Le lecteur voudra bien me permettre de rappeler tout d’abord que j’ai déjà eu l’occasion de traiter la question de la naissance des cas dans mon livre sur l’Origine et la Philosophie du langage. Je reconnaîtrai du reste sans peine que la théorie que j’y ai soumise aux savants sur ce point difficile était dans mon esprit essentiellement provisoire. Après avoir posé en principe ce fait dont je suis plus que jamais convaincu, que la plupart des désinences actuelles dans les langues indo-européennes sont le résultat des modifications phonétiques d’une même finale primitive, j’ajoutais que la création et l’emploi des cas avaient dû précéder le développement de la phrase, et j’en donnais pour raison que si la phrase avait pu se constituer sans l’usage des cas, on n’entrevoyait ni la raison ni la possibilité de la substitution de ce nouveau mode d’expression des nuances de la pensée à celui dont on s’était contenté précédemment. Mais alors l’attribution de la valeur significative de chaque cas aux formes correspondantes du langage ne pouvait guère s’expliquer que par une concomitance du geste et de l’expression, de telle sorte qu’un mouvement du bras, par exemple, marquant une direction du sujet vers l’objet, avait dû contribuer à attacher l’idée exprimée par l’accusatif à la forme casuelle qui lui est propre, et ainsi de suite pour chacune des relations indiquées par les autres cas.

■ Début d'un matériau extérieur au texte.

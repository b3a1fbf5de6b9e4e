//! Package publisher driving the dotnet and git CLIs

use crate::config::PublishConfig;
use crate::domain::{PublishedArtifacts, RegistrySource};
use crate::error::PublishError;
use crate::publish::packages::{find_packages, remove_stale_packages};
use crate::publish::{dotnet, git, CommandOutput, CommandRunner, CommandSpec};
use std::path::PathBuf;
use tracing::{info, warn};

/// Trait for publishing a version of a package
pub trait Publish {
    /// Build, pack and push `version` of `package`
    fn publish(&self, package: &str, version: &str) -> Result<PublishedArtifacts, PublishError>;
}

/// The parts of the configuration the publisher needs
#[derive(Debug, Clone)]
pub struct PublishSettings {
    pub project_file: PathBuf,
    pub output_dir: PathBuf,
    pub source: RegistrySource,
    pub github_user: Option<String>,
    pub nuget_key: Option<String>,
    pub include_symbols: bool,
    pub no_build: bool,
    pub tag_format: Option<String>,
    pub dry_run: bool,
}

impl From<&PublishConfig> for PublishSettings {
    fn from(config: &PublishConfig) -> Self {
        Self {
            project_file: config.project_file.clone(),
            output_dir: config.output_dir.clone(),
            source: config.source.clone(),
            github_user: config.github_user.clone(),
            nuget_key: config.nuget_key.clone(),
            include_symbols: config.include_symbols,
            no_build: config.no_build,
            tag_format: config.tag_format.clone(),
            dry_run: config.dry_run,
        }
    }
}

/// Publisher that runs `dotnet build/pack/nuget push` and optionally tags
pub struct DotnetPublisher<R: CommandRunner> {
    settings: PublishSettings,
    runner: R,
}

impl<R: CommandRunner> DotnetPublisher<R> {
    /// Create a publisher with the given command runner
    pub fn new(settings: PublishSettings, runner: R) -> Self {
        Self { settings, runner }
    }

    /// Run a command, log its output and fail on error
    fn execute(&self, spec: &CommandSpec, scan_output: bool) -> Result<CommandOutput, PublishError> {
        info!("executing: [{}]", spec.display());
        let output = self.runner.run(spec)?;
        for line in output.stdout.lines().filter(|l| !l.trim().is_empty()) {
            info!("{}", line);
        }
        for line in output.stderr.lines().filter(|l| !l.trim().is_empty()) {
            warn!("{}", line);
        }
        output.check(spec, scan_output)?;
        Ok(output)
    }

    /// Register and enable the package source in the NuGet config
    fn ensure_source(&self, key: &str) -> Result<(), PublishError> {
        let source = &self.settings.source;
        let listed = self.execute(&dotnet::list_sources(), false)?;

        if listed.stdout.contains(&source.url) {
            info!("{} is already in sources.", source.url);
        } else {
            self.execute(
                &dotnet::add_source(source, self.settings.github_user.as_deref(), key),
                false,
            )?;
        }

        self.execute(&dotnet::enable_source(source), false)?;
        Ok(())
    }

    /// Commands a dry run reports instead of executing
    fn planned_commands(&self, version: &str, key: &str) -> Vec<CommandSpec> {
        let settings = &self.settings;
        let mut plan = vec![
            dotnet::build(&settings.project_file),
            dotnet::pack(
                &settings.project_file,
                &settings.output_dir,
                settings.include_symbols,
                settings.no_build,
            ),
            dotnet::push(
                &[settings.output_dir.join("*.nupkg")],
                &settings.source,
                key,
                settings.include_symbols,
            ),
        ];
        if let Some(format) = &settings.tag_format {
            let tag = git::tag_name(format, version);
            plan.push(git::tag(&tag));
            plan.push(git::push_tag(&tag));
        }
        plan
    }

    fn create_tag(&self, version: &str) -> Result<Option<String>, PublishError> {
        let Some(format) = &self.settings.tag_format else {
            return Ok(None);
        };

        let tag = git::tag_name(format, version);
        info!("creating new tag {}", tag);
        self.execute(&git::tag(&tag), false)?;
        self.execute(&git::push_tag(&tag), false)?;
        Ok(Some(tag))
    }
}

impl<R: CommandRunner> Publish for DotnetPublisher<R> {
    fn publish(&self, package: &str, version: &str) -> Result<PublishedArtifacts, PublishError> {
        info!("found new version ({}) of {}", version, package);

        let Some(key) = self.settings.nuget_key.as_deref() else {
            warn!("NUGET_KEY not given");
            return Ok(PublishedArtifacts::default());
        };

        info!("NuGet Source: {}", self.settings.source.url);

        if self.settings.dry_run {
            for spec in self.planned_commands(version, key) {
                info!("(dry-run) would execute: [{}]", spec.display());
            }
            return Ok(PublishedArtifacts::default());
        }

        self.ensure_source(key)?;

        let output_dir = &self.settings.output_dir;
        let removed = remove_stale_packages(output_dir)?;
        if removed > 0 {
            info!("removed {} stale package(s) from {}", removed, output_dir.display());
        }

        self.execute(&dotnet::build(&self.settings.project_file), false)?;
        self.execute(
            &dotnet::pack(
                &self.settings.project_file,
                output_dir,
                self.settings.include_symbols,
                self.settings.no_build,
            ),
            false,
        )?;

        let packages = find_packages(output_dir)?;
        if packages.packages.is_empty() {
            return Err(PublishError::NoPackages {
                dir: output_dir.clone(),
            });
        }
        let names: Vec<String> = packages
            .all()
            .filter_map(|p| p.file_name())
            .map(|n| n.to_string_lossy().into_owned())
            .collect();
        info!("Generated Package(s): {}", names.join(", "));

        self.execute(
            &dotnet::push(
                &packages.packages,
                &self.settings.source,
                key,
                self.settings.include_symbols,
            ),
            true,
        )?;

        let tag = self.create_tag(version)?;

        Ok(PublishedArtifacts {
            package: packages.primary_package(),
            symbols: packages.primary_symbols(),
            tag,
        })
    }
}
#[cfg(test)]
mod tests {
    use super::*;
    use tempfile::TempDir;

    fn project(dir: &TempDir, name: &str) -> PathBuf {
        let path = dir.path().join(name);
        std::fs::write(&path, "<Project>\n  <Version>1.0.0</Version>\n</Project>\n").unwrap();
        path
    }

    fn env(pairs: &[(&str, &str)]) -> HashMap<String, String> {
        pairs
            .iter()
            .map(|(k, v)| (k.to_string(), v.to_string()))
            .collect()
    }

    fn args_for(path: &Path) -> CliArgs {
        CliArgs {
            project_file: Some(path.to_path_buf()),
            ..Default::default()
        }
    }

    #[test]
    fn test_defaults() {
        let dir = tempfile::tempdir().unwrap();
        let path = project(&dir, "Acme.Widgets.csproj");

        let config = PublishConfig::resolve(&args_for(&path), &env(&[])).unwrap();
        assert_eq!(config.package_name, "Acme.Widgets");
        assert_eq!(config.source.url, DEFAULT_NUGET_SOURCE);
        assert_eq!(config.source.kind, RegistryKind::Generic);
        assert_eq!(config.timeout, Duration::from_secs(DEFAULT_TIMEOUT_SECS));
        assert_eq!(config.output_dir, PathBuf::from("."));
        assert!(!config.tag_commit());
        assert!(!config.fail_on_duplicate);
        assert!(!config.include_symbols);
        assert!(!config.no_build);
        assert!(config.nuget_key.is_none());
        match config.version_source {
            VersionSource::Pattern { file, regex } => {
                assert_eq!(file, path);
                assert_eq!(regex.as_str(), DEFAULT_VERSION_REGEX);
            }
            VersionSource::Static(_) => panic!("expected pattern source"),
        }
    }

    #[test]
    fn test_missing_project_file() {
        let result = PublishConfig::resolve(&CliArgs::default(), &env(&[]));
        assert!(matches!(result, Err(ConfigError::MissingProjectFile)));
    }

    #[test]
    fn test_project_file_not_found() {
        let dir = tempfile::tempdir().unwrap();
        let args = args_for(&dir.path().join("Nope.csproj"));
        let result = PublishConfig::resolve(&args, &env(&[]));
        assert!(matches!(result, Err(ConfigError::ProjectFileNotFound { .. })));
    }

    #[test]
    fn test_inputs_from_env() {
        let dir = tempfile::tempdir().unwrap();
        let path = project(&dir, "Foo.csproj");
        let path_str = path.to_str().unwrap();

        let env = env(&[
            ("INPUT_PROJECT_FILE_PATH", path_str),
            ("INPUT_PACKAGE_NAME", "Foo.Core"),
            ("INPUT_VERSION_STATIC", "2.0.0"),
            ("INPUT_TAG_COMMIT", "true"),
            ("INPUT_TAG_FORMAT", "release/*"),
            ("INPUT_NUGET_KEY", "secret"),
            ("INPUT_INCLUDE_SYMBOLS", "TRUE"),
            ("INPUT_THOW_ERROR_IF_VERSION_EXISTS", "1"),
            ("INPUT_PACK_NO_BUILD", "false"),
            ("INPUT_TIMEOUT", "12"),
        ]);

        let config = PublishConfig::resolve(&CliArgs::default(), &env).unwrap();
        assert_eq!(config.project_file, path);
        assert_eq!(config.package_name, "Foo.Core");
        assert!(matches!(config.version_source, VersionSource::Static(ref v) if v == "2.0.0"));
        assert_eq!(config.tag_format.as_deref(), Some("release/*"));
        assert_eq!(config.nuget_key.as_deref(), Some("secret"));
        assert!(config.include_symbols);
        assert!(config.fail_on_duplicate);
        assert!(!config.no_build);
        assert_eq!(config.timeout, Duration::from_secs(12));
    }

    #[test]
    fn test_unprefixed_env_fallback() {
        let dir = tempfile::tempdir().unwrap();
        let path = project(&dir, "Foo.csproj");

        let env = env(&[
            ("INPUT_PACKAGE_NAME", ""),
            ("PACKAGE_NAME", "Legacy.Name"),
            ("NUGET_KEY", "k"),
            ("TAG_COMMIT", "yes"),
        ]);

        let config = PublishConfig::resolve(&args_for(&path), &env).unwrap();
        assert_eq!(config.package_name, "Legacy.Name");
        assert_eq!(config.nuget_key.as_deref(), Some("k"));
        assert_eq!(config.tag_format.as_deref(), Some(DEFAULT_TAG_FORMAT));
    }

    #[test]
    fn test_cli_overrides_env() {
        let dir = tempfile::tempdir().unwrap();
        let path = project(&dir, "Foo.csproj");

        let args = CliArgs {
            package_name: Some("FromCli".to_string()),
            fail_on_duplicate: Some(false),
            timeout: Some(3),
            ..args_for(&path)
        };
        let env = env(&[
            ("INPUT_PACKAGE_NAME", "FromEnv"),
            ("INPUT_THOW_ERROR_IF_VERSION_EXISTS", "true"),
            ("INPUT_TIMEOUT", "99"),
        ]);

        let config = PublishConfig::resolve(&args, &env).unwrap();
        assert_eq!(config.package_name, "FromCli");
        assert!(!config.fail_on_duplicate);
        assert_eq!(config.timeout, Duration::from_secs(3));
    }

    #[test]
    fn test_invalid_bool() {
        let dir = tempfile::tempdir().unwrap();
        let path = project(&dir, "Foo.csproj");
        let result =
            PublishConfig::resolve(&args_for(&path), &env(&[("INPUT_TAG_COMMIT", "sometimes")]));
        assert!(matches!(result, Err(ConfigError::InvalidBool { .. })));
    }

    #[test]
    fn test_invalid_timeout() {
        let dir = tempfile::tempdir().unwrap();
        let path = project(&dir, "Foo.csproj");
        let result = PublishConfig::resolve(&args_for(&path), &env(&[("INPUT_TIMEOUT", "1m")]));
        assert!(matches!(result, Err(ConfigError::InvalidNumber { .. })));
    }

    #[test]
    fn test_zero_timeout_is_rejected() {
        let dir = tempfile::tempdir().unwrap();
        let path = project(&dir, "Foo.csproj");

        let from_env = PublishConfig::resolve(&args_for(&path), &env(&[("INPUT_TIMEOUT", "0")]));
        assert!(matches!(from_env, Err(ConfigError::InvalidNumber { .. })));

        let args = CliArgs {
            timeout: Some(0),
            ..args_for(&path)
        };
        let from_cli = PublishConfig::resolve(&args, &env(&[]));
        assert!(matches!(from_cli, Err(ConfigError::InvalidNumber { .. })));
    }

    #[test]
    fn test_version_file_and_regex() {
        let dir = tempfile::tempdir().unwrap();
        let path = project(&dir, "Foo.csproj");
        let version_file = dir.path().join("version.txt");

        let args = CliArgs {
            version_file: Some(version_file.clone()),
            version_regex: Some(r"^(\d+\.\d+\.\d+)$".to_string()),
            ..args_for(&path)
        };

        let config = PublishConfig::resolve(&args, &env(&[])).unwrap();
        match config.version_source {
            VersionSource::Pattern { file, .. } => assert_eq!(file, version_file),
            VersionSource::Static(_) => panic!("expected pattern source"),
        }
    }

    #[test]
    fn test_regex_without_group_rejected() {
        let dir = tempfile::tempdir().unwrap();
        let path = project(&dir, "Foo.csproj");
        let args = CliArgs {
            version_regex: Some(r"\d+\.\d+".to_string()),
            ..args_for(&path)
        };
        let result = PublishConfig::resolve(&args, &env(&[]));
        assert!(matches!(result, Err(ConfigError::InvalidPattern { .. })));
    }

    #[test]
    fn test_github_source_needs_user() {
        let dir = tempfile::tempdir().unwrap();
        let path = project(&dir, "Foo.csproj");
        let args = CliArgs {
            nuget_source: Some("https://nuget.pkg.github.com/octo".to_string()),
            ..args_for(&path)
        };

        let result = PublishConfig::resolve(&args, &env(&[]));
        assert!(matches!(result, Err(ConfigError::MissingGithubUser)));

        let config = PublishConfig::resolve(&args, &env(&[("GITHUB_ACTOR", "octo")])).unwrap();
        assert_eq!(config.source.kind, RegistryKind::GitHub);
        assert_eq!(config.github_user.as_deref(), Some("octo"));
    }

    #[test]
    fn test_explicit_registry_kind() {
        let dir = tempfile::tempdir().unwrap();
        let path = project(&dir, "Foo.csproj");
        let args = CliArgs {
            nuget_source: Some("https://nuget.example.com".to_string()),
            registry_kind: Some("github".to_string()),
            github_user: Some("ci".to_string()),
            ..args_for(&path)
        };
        let config = PublishConfig::resolve(&args, &env(&[])).unwrap();
        assert_eq!(config.source.kind, RegistryKind::GitHub);

        let args = CliArgs {
            registry_kind: Some("proget".to_string()),
            ..args_for(&path)
        };
        assert!(matches!(
            PublishConfig::resolve(&args, &env(&[])),
            Err(ConfigError::InvalidRegistryKind { .. })
        ));
    }

    #[test]
    fn test_parse_bool() {
        assert!(parse_bool("x", "true").unwrap());
        assert!(parse_bool("x", " On ").unwrap());
        assert!(!parse_bool("x", "FALSE").unwrap());
        assert!(!parse_bool("x", "0").unwrap());
        assert!(parse_bool("x", "").is_err());
        assert!(parse_bool("x", "2").is_err());
    }

    #[test]
    fn test_package_name_from_project() {
        assert_eq!(
            package_name_from_project(Path::new("src/My.Lib/My.Lib.csproj")),
            Some("My.Lib".to_string())
        );
        assert_eq!(
            package_name_from_project(Path::new("Plain")),
            Some("Plain".to_string())
        );
    }
}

Toutefois, je contrevenais par là à un principe qui m’avait guidé dans toutes mes recherches sur le développement primitif du langage parlé, à savoir qu’il constitue un organisme dont toute la mécanique, pour ainsi parler, est à lui. Dès le principe il a vécu de ses propres ressources et s’est développé grâce à l’énergie expansive de forces qui lui sont inhérentes. Du reste, n’y a-t-il pas lieu de croire qu’il a pris naissance et s’est accru parallèlement à cet autre moyen d’expression appelé le langage des gestes, qu’un même état intellectuel a présidé à leur évolution commune ? et dans cette hypothèse si vraisemblable, que devient celle de l’éducation de l’un par l’autre ?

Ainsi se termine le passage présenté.